Showing posts with label Hope. Show all posts
Showing posts with label Hope. Show all posts

Tuesday, January 22, 2013

bump #44: glimmers of hope

I was cleaning out my car this afternoon and found these...


I'm going to risk y'all thinking I'm a crazy person and tell you why I had these binkies in the first place. Two months ago when we were in the middle of our third iui, I found a pacifier on the ground in the parking lot right next to my car. I stepped around it and sat down in the driver seat but before I closed my door I had a thought. My first thought was "eww gross" because those things are full of germs. But then I thought, "hmm. finding a binky seems like a sweet little reminder that perhaps a baby is near and maybe this will finally be our month." You know, like a pot of gold at the end of the rainbow (except really a filthy chew toy for an infant). So I picked it up {with a tissue} and kept it.

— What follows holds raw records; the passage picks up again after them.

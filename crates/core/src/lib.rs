//! # docmerge-core
//!
//! Batch document merge: every data row of a worksheet is stamped into a
//! docx template and written as its own file, named after the row's entity
//! column.
//!
//! This crate provides:
//! - Run configuration
//! - The output path and existing-file policy
//! - The generation pipeline and its run summary
//! - Error types

/// Run configuration.
pub mod config;
/// Error types and result aliases.
pub mod error;
/// Output path derivation and skip/replace policy.
pub mod output;
/// Generation pipeline.
pub mod pipeline;
/// Run summary.
pub mod summary;

pub use config::{default_output_dir, GeneratorConfig, RowErrorPolicy};
pub use error::{GenerateError, GenerateResult};
pub use output::{OutputDecision, OutputPolicy};
pub use pipeline::Generator;
pub use summary::{RowFailure, RunSummary};

/// Re-export the row type produced by the sheet reader.
pub use docmerge_sheet::Row;
/// Re-export stamping types.
pub use docmerge_stamper::{DocxStamper, StampError, Stamper, StamperOptions, Template, UnresolvedPolicy};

And then a few days later Andrew found a pacifier on the ground right in front of our mail box. Random, right?!  So we started this little collection thinking how crazy it was that we kept finding binkies everywhere we went. Like some sort of strange scavenger hunt.

We were super hopeful that those binkies signified some good news. But a few days later we learned that our 3rd iui failed. And those "good luck" binkies were nothing of the sort. They were just plain, old, yucky binks neglected and forgotten. In fact, I forgot all about them until today. And for the record, I finally threw them away. But at the time they offered some small glimmer of hope. Which makes me think how silly some of the things I place my hope in are.

"Why are you downcast, O my soul? Why so disturbed within me?
Put your hope in God, for I will yet praise him, my Savior and my God."  Psalm 43:5

Monday, August 6, 2012

bump #24: be still



Sorry for the hiatus! Let’s catch up, shall we?

I am still alive.
I am still not pregnant.

 
Be still and know that I am God.”

 
Still doesn’t sound like a great place to be, it sounds counter-productive and lazy (spoken from a true obsessive-compulsive, multi-tasking busy-body). I don’t have the patience or desire to just chill and be still. And yet I hear God clearly telling me to be still right now.


The conversation goes something like this:

Me: God, what in the world is wrong with me? Why can’t I have a baby?

God: Be still and know that I am God
Me: Ok, but what about the six girls on my newsfeed that had perfect, precious babies last week? They are the same age I was when I started trying to get pregnant. What’s up with that?
God: Be still and know that I am God.
Me: Um yeah, you said that already. Duly noted.  Thinks ’yeah, I’ll have plenty of time to be still once I have a nice big baby bump and am restricted to bed rest.’ 
God: {face palm} - at least that’s what I imagine his response to be :)

 
The conversation doesn’t always end there, but His response is always the same. It’s kind of infuriating. Until I realize that He keeps telling me the same thing not because he is a recorder on playback, but because I am simply not getting it. His words go right over my head (FYI: I am 4’11” so most things do go right over my head!) Perhaps He is a little infuriated with my response as well. Ugh. I keep missing the point. Can anyone relate? I so want to please my heavenly Father and live a life that reflects his truth, but my tiny brain just can’t fathom how He loves me so much when I miss the mark so bad.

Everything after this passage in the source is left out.